■ **EXERCISE DETAILS**:
Filter the data below for the string "Instant" and copy each matching line.

■ **Saved data entries**:
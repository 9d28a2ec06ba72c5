//! CursorHome Common Utilities
//!
//! Shared infrastructure for all CursorHome crates:
//! - Error types and result aliases
//! - Cadence and throttling helpers for the event loop
//! - Tracing/logging initialization
//! - Configuration loading and sanitizing

pub mod clock;
pub mod config;
pub mod error;
pub mod logging;

pub use clock::*;
pub use config::*;
pub use error::*;
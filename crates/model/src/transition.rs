//! Cursor hand-off events between this machine and a remote one.

use std::fmt;
use std::time::Instant;

use serde::{Deserialize, Serialize};

/// Name used when a transition line does not mention the remote screen.
pub const UNKNOWN_REMOTE: &str = "remote";

/// Direction of a cursor hand-off.
#[derive(Debug, Clone, Copy, PartialEq, Eq, Hash, Serialize, Deserialize)]
#[serde(rename_all = "snake_case")]
pub enum TransitionKind {
    /// The cursor left this machine for a remote screen.
    Left,
    /// The cursor came back to this machine.
    Returned,
}

impl fmt::Display for TransitionKind {
    fn fmt(&self, f: &mut fmt::Formatter<'_>) -> fmt::Result {
        match self {
            TransitionKind::Left => f.write_str("left"),
            TransitionKind::Returned => f.write_str("returned"),
        }
    }
}

/// A cursor transition parsed from one line of the sharing tool's log.
#[derive(Debug, Clone, PartialEq, Eq)]
pub struct CursorTransition {
    pub kind: TransitionKind,
    /// Screen name of the remote machine involved.
    pub remote_name: String,
    /// When the line was observed.
    pub timestamp: Instant,
}

impl CursorTransition {
    pub fn left(remote_name: impl Into<String>, timestamp: Instant) -> Self {
        Self {
            kind: TransitionKind::Left,
            remote_name: remote_name.into(),
            timestamp,
        }
    }

    pub fn returned(remote_name: impl Into<String>, timestamp: Instant) -> Self {
        Self {
            kind: TransitionKind::Returned,
            remote_name: remote_name.into(),
            timestamp,
        }
    }
}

■ **ANSWER SECTION**:
use std::time::Instant;
    pub timestamp: Instant,
    pub fn left(remote_name: impl Into<String>, timestamp: Instant) -> Self {
    pub fn returned(remote_name: impl Into<String>, timestamp: Instant) -> Self {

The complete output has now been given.